La política institucional de primera fila genera una enorme toxicidad en las personas

'Yo te creo, hermana', era el lema. Un lema quizás comprensible, pero extremadamente peligroso, porque creer que ser mujer es sinónimo de ser buena no sé si es más una estupidez o una malicia. Sí, pero hermana, yo te creo, excepto si acusas a uno de los nuestros. La hipocresía no es un pecado capital, pero debería serlo. Hipocresía de quienes se arrogaban la mayor defensa del feminismo; hipocresía de quienes temen o saben ya que en sus filas hay otros tantos Errejón; hipocresía disfrazada con el traje del cobarde (era del emperador en el cuento) que se ha dado en cuantos medios de comunicación y sus periodistas ahora dicen saberlo todo desde antes y que nunca dijeron nada, no fuera que arriesgaran la subvención; hipocresía de la que dice que ella solo vierte testimonios, cuando un testimonio no contrastado es lo más parecido a un delito; hipocresía de cuantos creen que esto es un caso de machismo, cuando lo que hay es algo mucho peor.

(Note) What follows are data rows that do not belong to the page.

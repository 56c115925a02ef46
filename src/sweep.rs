//! Order-`q` forward sweep over `r` directions.
//!
//! The driver walks a [`Player`] once from the instruction after the
//! independents to `End`, steps over instructions marked in the skip mask, and
//! dispatches each remaining instruction to its derivative rule or to the
//! atomic call state machine.
//!
//! Preconditions on the coefficient buffer: orders `0..q` of every variable
//! and order `q` of the independents are already present. The sweep writes
//! order `q` of every other variable and nothing else.

use crate::atomic::{AtomicCall, AtomicState};
use crate::error::Result;
use crate::float::Float;
use crate::layout::{TaylorLayout, TaylorView};
use crate::opcode::OpCode;
use crate::player::{OpInfo, Player};
use crate::rules;
use crate::skip::next_active;

/// Sweep options.
#[derive(Clone, Copy, Debug, Default, PartialEq, Eq)]
pub struct SweepConfig {
    /// Emit a `trace!` record with the new coefficients of every instruction.
    pub trace: bool,
}

/// Compute order `q` of every non-independent variable in `taylor`.
///
/// `cskip_op` has one entry per instruction; `var_by_load_op` maps each load
/// slot to the variable it resolved to during the order-0 sweep (0 for a
/// parameter).
///
/// # Errors
///
/// [`SweepError::AtomicForward`](crate::SweepError::AtomicForward) when an
/// atomic operator refuses the request. Instructions after the failing call
/// are not evaluated.
///
/// # Panics
///
/// Panics if the buffer or skip mask does not match the tape, or if the tape
/// is structurally corrupt.
pub fn forward_dir<F: Float, P: Player<F> + ?Sized>(
    play: &P,
    q: usize,
    layout: TaylorLayout,
    taylor: &mut [F],
    cskip_op: &[bool],
    var_by_load_op: &[u32],
) -> Result<()> {
    forward_dir_with(
        play,
        q,
        layout,
        taylor,
        cskip_op,
        var_by_load_op,
        &SweepConfig::default(),
    )
}

/// [`forward_dir`] with explicit options.
pub fn forward_dir_with<F: Float, P: Player<F> + ?Sized>(
    play: &P,
    q: usize,
    layout: TaylorLayout,
    taylor: &mut [F],
    cskip_op: &[bool],
    var_by_load_op: &[u32],
    config: &SweepConfig,
) -> Result<()> {
    let num_ops = play.num_ops();
    let n = play.num_independent();
    let r = layout.directions();

    debug_assert!(q > 0, "forward_dir requires order > 0");
    debug_assert!(
        q < layout.cap_order(),
        "order {} does not fit cap_order {}",
        q,
        layout.cap_order()
    );
    assert_eq!(
        taylor.len(),
        layout.len_for(play.num_vars()),
        "coefficient buffer does not match tape variable count"
    );
    assert_eq!(cskip_op.len(), num_ops, "skip mask length does not match tape");
    debug_assert_eq!(var_by_load_op.len(), play.num_load_ops());

    assert!(
        play.op_info(0).op == OpCode::Begin,
        "tape does not start with Begin"
    );
    for i_op in 1..=n {
        assert!(
            play.op_info(i_op).op == OpCode::Inv,
            "instruction {} is not an independent declaration",
            i_op
        );
    }

    log::debug!(
        "forward sweep: order {}, {} directions, {} ops, {} vars",
        q,
        r,
        num_ops,
        play.num_vars()
    );

    let parameter = play.parameters();
    let mut t = TaylorView::new(taylor, layout);
    let mut call = AtomicCall::new(q, r);

    let mut i_op = n + 1;
    loop {
        i_op = next_active(play, cskip_op, i_op);
        let OpInfo { op, args, i_var } = play.op_info(i_op);

        match op {
            OpCode::End => break,
            OpCode::Begin => panic!("Begin at instruction {}", i_op),

            OpCode::User => call.marker(play.atomic_info(args), &mut t)?,
            OpCode::Usrap => call.param_arg(parameter[args[0] as usize]),
            OpCode::Usrav => call.var_arg(&t, args[0] as usize),
            OpCode::Usrrp => call.param_result(parameter[args[0] as usize]),
            OpCode::Usrrv => call.var_result(&t, i_var),

            OpCode::Ldp | OpCode::Ldv => {
                rules::forward_load_dir(q, i_var, args, var_by_load_op, &mut t)
            }

            OpCode::Inv => debug_assert!(i_op <= n, "Inv at instruction {}", i_op),
            _ if op.is_structural_noop() => {}

            _ => match rules::dir_rule::<F>(op) {
                Some(rule) => rule(q, i_var, args, parameter, &mut t),
                None => panic!("no forward rule for {:?} at instruction {}", op, i_op),
            },
        }

        if config.trace {
            trace_op(i_op, op, i_var, q, &t);
        }
        i_op += 1;
    }

    assert!(
        call.state() == AtomicState::Start,
        "atomic call left open at End (state {:?})",
        call.state()
    );
    Ok(())
}

/// Log the new order-`q` coefficients of an instruction's primary result.
fn trace_op<F: Float>(i_op: usize, op: OpCode, i_var: usize, q: usize, t: &TaylorView<'_, F>) {
    if !log::log_enabled!(log::Level::Trace) {
        return;
    }
    if op.num_results() == 0 || matches!(op, OpCode::Usrrv) {
        log::trace!("{:>6} {:?}", i_op, op);
        return;
    }
    let coeffs: Vec<Vec<F>> = (0..t.directions())
        .map(|ell| (1..=q).map(|k| t.get(i_var, k, ell)).collect())
        .collect();
    log::trace!(
        "{:>6} {:?} v{} = {} {:?}",
        i_op,
        op,
        i_var,
        t.get(i_var, 0, 0),
        coeffs
    );
}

Porque el pecado más tremendo es la soberbia, que no se comete contra la humanidad, sino contra Dios. La soberbia que transforma y envilece a quienes no son capaces de entender que el poder no es un privilegio, sino una responsabilidad; que los talentos nos vienen dados y es nuestro deber hacerlos éticamente grandes. La carta de Errejón puede resultar inaceptable, porque él es ya árbol caído y sobre él se derramará toda la ira de quienes se alivian por no estar en su piel, como el populacho hacía con las picotas medievales y modernas. Pero lo que en ella se dice es verdad: la política genera una disociación mortal entre lo que quieres ser y tus debilidades; y el contexto, como dice la izquierda en la que Errejón situaba su personaje, siempre ha dicho que los delincuentes son responsabilidad de todo el sistema por no darles las oportunidades para salir del hoyo. ¿Por qué no aplicar ese cuento al indecente muchacho de cara simpática y bondadosa y alma retorcida?  Tal vez eso pensaba él que sucedería al escribirla. Pero no ha sido así. En vez de ir a su esencia, al mensaje de la carta, los críticos han ido a degüello contra su autor, olvidando que Rousseau nos dejó su contrato social junto a un montón de hijos abandonados en las inclusas.

Quien ha transitado delante de un foco que se fijaba en su persona sabe que todo esto que digo es cierto, aunque se niegue a aceptarlo. Y en todo caso, yo lo sé.